> **Source information**:
====================
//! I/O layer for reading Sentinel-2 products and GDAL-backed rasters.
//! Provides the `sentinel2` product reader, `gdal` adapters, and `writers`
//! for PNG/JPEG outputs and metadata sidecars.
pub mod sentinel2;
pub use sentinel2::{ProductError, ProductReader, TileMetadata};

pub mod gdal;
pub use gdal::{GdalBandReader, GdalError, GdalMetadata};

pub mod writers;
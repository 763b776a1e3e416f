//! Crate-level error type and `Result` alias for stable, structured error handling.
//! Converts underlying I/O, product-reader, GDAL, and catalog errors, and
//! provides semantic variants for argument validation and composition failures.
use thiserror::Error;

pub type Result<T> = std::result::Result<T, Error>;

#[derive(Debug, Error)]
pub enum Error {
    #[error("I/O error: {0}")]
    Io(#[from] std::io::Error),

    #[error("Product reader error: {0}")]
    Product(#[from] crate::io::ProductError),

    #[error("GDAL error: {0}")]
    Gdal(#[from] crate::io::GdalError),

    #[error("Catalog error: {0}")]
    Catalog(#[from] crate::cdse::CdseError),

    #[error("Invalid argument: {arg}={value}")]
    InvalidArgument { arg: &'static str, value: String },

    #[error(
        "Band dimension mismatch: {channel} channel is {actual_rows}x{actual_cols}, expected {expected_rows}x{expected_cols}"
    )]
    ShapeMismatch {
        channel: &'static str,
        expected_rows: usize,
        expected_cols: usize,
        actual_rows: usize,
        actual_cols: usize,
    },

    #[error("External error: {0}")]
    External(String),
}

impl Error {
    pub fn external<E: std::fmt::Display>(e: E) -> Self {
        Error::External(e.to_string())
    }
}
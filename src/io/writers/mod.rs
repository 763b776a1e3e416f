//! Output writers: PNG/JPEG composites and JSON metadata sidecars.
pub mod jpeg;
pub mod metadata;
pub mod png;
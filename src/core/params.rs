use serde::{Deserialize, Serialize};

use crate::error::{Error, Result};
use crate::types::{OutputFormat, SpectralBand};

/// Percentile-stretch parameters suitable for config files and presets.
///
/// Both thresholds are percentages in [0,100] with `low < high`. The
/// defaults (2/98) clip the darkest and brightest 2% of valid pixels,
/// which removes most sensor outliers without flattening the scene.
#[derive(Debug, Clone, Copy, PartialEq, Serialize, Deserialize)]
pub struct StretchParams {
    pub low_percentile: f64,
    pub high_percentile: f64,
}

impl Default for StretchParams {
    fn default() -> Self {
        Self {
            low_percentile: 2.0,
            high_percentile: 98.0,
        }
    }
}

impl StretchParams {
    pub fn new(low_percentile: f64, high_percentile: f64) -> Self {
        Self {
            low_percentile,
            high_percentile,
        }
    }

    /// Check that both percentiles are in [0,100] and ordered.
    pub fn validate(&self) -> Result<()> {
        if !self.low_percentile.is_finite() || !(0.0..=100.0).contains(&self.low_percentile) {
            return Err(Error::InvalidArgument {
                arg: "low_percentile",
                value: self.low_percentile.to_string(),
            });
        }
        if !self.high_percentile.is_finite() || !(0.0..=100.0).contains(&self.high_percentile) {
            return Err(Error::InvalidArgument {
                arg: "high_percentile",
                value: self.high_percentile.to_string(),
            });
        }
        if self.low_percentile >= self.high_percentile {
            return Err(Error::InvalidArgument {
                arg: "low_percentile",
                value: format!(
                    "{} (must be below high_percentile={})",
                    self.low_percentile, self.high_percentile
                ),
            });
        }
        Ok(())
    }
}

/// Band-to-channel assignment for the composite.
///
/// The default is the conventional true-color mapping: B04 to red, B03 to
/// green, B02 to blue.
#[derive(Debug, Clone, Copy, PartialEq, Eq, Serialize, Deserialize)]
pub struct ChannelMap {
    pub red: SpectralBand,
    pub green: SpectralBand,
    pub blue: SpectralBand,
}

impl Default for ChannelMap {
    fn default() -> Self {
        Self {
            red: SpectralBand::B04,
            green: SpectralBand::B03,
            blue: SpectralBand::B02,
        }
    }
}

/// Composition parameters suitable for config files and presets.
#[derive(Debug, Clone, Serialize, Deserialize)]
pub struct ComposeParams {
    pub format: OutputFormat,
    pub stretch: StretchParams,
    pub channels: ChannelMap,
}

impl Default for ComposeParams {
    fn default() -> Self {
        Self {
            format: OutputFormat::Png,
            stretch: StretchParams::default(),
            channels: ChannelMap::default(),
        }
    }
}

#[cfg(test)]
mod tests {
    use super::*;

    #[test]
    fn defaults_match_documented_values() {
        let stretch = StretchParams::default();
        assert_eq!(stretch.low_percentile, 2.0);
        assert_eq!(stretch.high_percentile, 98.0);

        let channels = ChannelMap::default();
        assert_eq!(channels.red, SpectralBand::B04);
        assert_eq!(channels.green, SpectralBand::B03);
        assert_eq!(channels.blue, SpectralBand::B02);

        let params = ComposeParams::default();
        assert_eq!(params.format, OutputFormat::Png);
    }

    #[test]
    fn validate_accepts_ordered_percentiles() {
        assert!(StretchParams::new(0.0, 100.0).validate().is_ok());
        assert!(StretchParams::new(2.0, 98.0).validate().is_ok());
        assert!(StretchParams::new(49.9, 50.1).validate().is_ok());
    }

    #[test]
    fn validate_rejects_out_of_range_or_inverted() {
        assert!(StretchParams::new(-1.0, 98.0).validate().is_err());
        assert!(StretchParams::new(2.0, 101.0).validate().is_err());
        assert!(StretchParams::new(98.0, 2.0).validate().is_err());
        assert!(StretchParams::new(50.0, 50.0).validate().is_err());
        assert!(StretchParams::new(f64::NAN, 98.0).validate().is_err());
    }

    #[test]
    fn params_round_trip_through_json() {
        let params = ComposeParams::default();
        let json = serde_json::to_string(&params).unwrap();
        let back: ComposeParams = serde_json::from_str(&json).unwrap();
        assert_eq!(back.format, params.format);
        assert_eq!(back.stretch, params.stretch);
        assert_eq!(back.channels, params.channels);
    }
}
====================
Every line from above should appear again in the answer, exactly as written.

> **Written response**:
//! I/O layer for reading Sentinel-2 products and GDAL-backed rasters.
//! Provides the `sentinel2` product reader, `gdal` adapters, and `writers`
//! for PNG/JPEG outputs and metadata sidecars.
pub mod sentinel2;
pub use sentinel2::{ProductError, ProductReader, TileMetadata};

pub mod gdal;
pub use gdal::{GdalBandReader, GdalError, GdalMetadata};

pub mod writers;
repository 763b776a1e3e416f
//! Crate-level error type and `Result` alias for stable, structured error handling.
//! Converts underlying I/O, product-reader, GDAL, and catalog errors, and
//! provides semantic variants for argument validation and composition failures.
use thiserror::Error;

pub type Result<T> = std::result::Result<T, Error>;

#[derive(Debug, Error)]
pub enum Error {
    #[error("I/O error: {0}")]
    Io(#[from] std::io::Error),

    #[error("Product reader error: {0}")]
    Product(#[from] crate::io::ProductError),

    #[error("GDAL error: {0}")]
    Gdal(#[from] crate::io::GdalError),

    #[error("Catalog error: {0}")]
    Catalog(#[from] crate::cdse::CdseError),

    #[error("Invalid argument: {arg}={value}")]
    InvalidArgument { arg: &'static str, value: String },

    #[error(
        "Band dimension mismatch: {channel} channel is {actual_rows}x{actual_cols}, expected {expected_rows}x{expected_cols}"
    )]
    ShapeMismatch {
        channel: &'static str,
        expected_rows: usize,
        expected_cols: usize,
        actual_rows: usize,
        actual_cols: usize,
    },

    #[error("External error: {0}")]
    External(String),
}

impl Error {
    pub fn external<E: std::fmt::Display>(e: E) -> Self {
        Error::External(e.to_string())
    }
}
filename src/io/writers/mod.rs
repository 763b776a1e3e416f
//! Output writers: PNG/JPEG composites and JSON metadata sidecars.
pub mod jpeg;
pub mod metadata;
pub mod png;
filename src/core/params.rs
use serde::{Deserialize, Serialize};

use crate::error::{Error, Result};
use crate::types::{OutputFormat, SpectralBand};

/// Percentile-stretch parameters suitable for config files and presets.
///
/// Both thresholds are percentages in [0,100] with `low < high`. The
/// defaults (2/98) clip the darkest and brightest 2% of valid pixels,
/// which removes most sensor outliers without flattening the scene.
#[derive(Debug, Clone, Copy, PartialEq, Serialize, Deserialize)]
pub struct StretchParams {
    pub low_percentile: f64,
    pub high_percentile: f64,
}

impl Default for StretchParams {
    fn default() -> Self {
        Self {
            low_percentile: 2.0,
            high_percentile: 98.0,
        }
    }
}

impl StretchParams {
    pub fn new(low_percentile: f64, high_percentile: f64) -> Self {
        Self {
            low_percentile,
            high_percentile,
        }
    }

    /// Check that both percentiles are in [0,100] and ordered.
    pub fn validate(&self) -> Result<()> {
        if !self.low_percentile.is_finite() || !(0.0..=100.0).contains(&self.low_percentile) {
            return Err(Error::InvalidArgument {
                arg: "low_percentile",
                value: self.low_percentile.to_string(),
            });
        }
        if !self.high_percentile.is_finite() || !(0.0..=100.0).contains(&self.high_percentile) {
            return Err(Error::InvalidArgument {
                arg: "high_percentile",
                value: self.high_percentile.to_string(),
            });
        }
        if self.low_percentile >= self.high_percentile {
            return Err(Error::InvalidArgument {
                arg: "low_percentile",
                value: format!(
                    "{} (must be below high_percentile={})",
                    self.low_percentile, self.high_percentile
                ),
            });
        }
        Ok(())
    }
}

/// Band-to-channel assignment for the composite.
///
/// The default is the conventional true-color mapping: B04 to red, B03 to
/// green, B02 to blue.
#[derive(Debug, Clone, Copy, PartialEq, Eq, Serialize, Deserialize)]
pub struct ChannelMap {
    pub red: SpectralBand,
    pub green: SpectralBand,
    pub blue: SpectralBand,
}

impl Default for ChannelMap {
    fn default() -> Self {
        Self {
            red: SpectralBand::B04,
            green: SpectralBand::B03,
            blue: SpectralBand::B02,
        }
    }
}

/// Composition parameters suitable for config files and presets.
#[derive(Debug, Clone, Serialize, Deserialize)]
pub struct ComposeParams {
    pub format: OutputFormat,
    pub stretch: StretchParams,
    pub channels: ChannelMap,
}

impl Default for ComposeParams {
    fn default() -> Self {
        Self {
            format: OutputFormat::Png,
            stretch: StretchParams::default(),
            channels: ChannelMap::default(),
        }
    }
}

#[cfg(test)]
mod tests {
    use super::*;

    #[test]
    fn defaults_match_documented_values() {
        let stretch = StretchParams::default();
        assert_eq!(stretch.low_percentile, 2.0);
        assert_eq!(stretch.high_percentile, 98.0);

        let channels = ChannelMap::default();
        assert_eq!(channels.red, SpectralBand::B04);
        assert_eq!(channels.green, SpectralBand::B03);
        assert_eq!(channels.blue, SpectralBand::B02);

        let params = ComposeParams::default();
        assert_eq!(params.format, OutputFormat::Png);
    }

    #[test]
    fn validate_accepts_ordered_percentiles() {
        assert!(StretchParams::new(0.0, 100.0).validate().is_ok());
        assert!(StretchParams::new(2.0, 98.0).validate().is_ok());
        assert!(StretchParams::new(49.9, 50.1).validate().is_ok());
    }

    #[test]
    fn validate_rejects_out_of_range_or_inverted() {
        assert!(StretchParams::new(-1.0, 98.0).validate().is_err());
        assert!(StretchParams::new(2.0, 101.0).validate().is_err());
        assert!(StretchParams::new(98.0, 2.0).validate().is_err());
        assert!(StretchParams::new(50.0, 50.0).validate().is_err());
        assert!(StretchParams::new(f64::NAN, 98.0).validate().is_err());
    }

    #[test]
    fn params_round_trip_through_json() {
        let params = ComposeParams::default();
        let json = serde_json::to_string(&params).unwrap();
        let back: ComposeParams = serde_json::from_str(&json).unwrap();
        assert_eq!(back.format, params.format);
        assert_eq!(back.stretch, params.stretch);
        assert_eq!(back.channels, params.channels);
    }
}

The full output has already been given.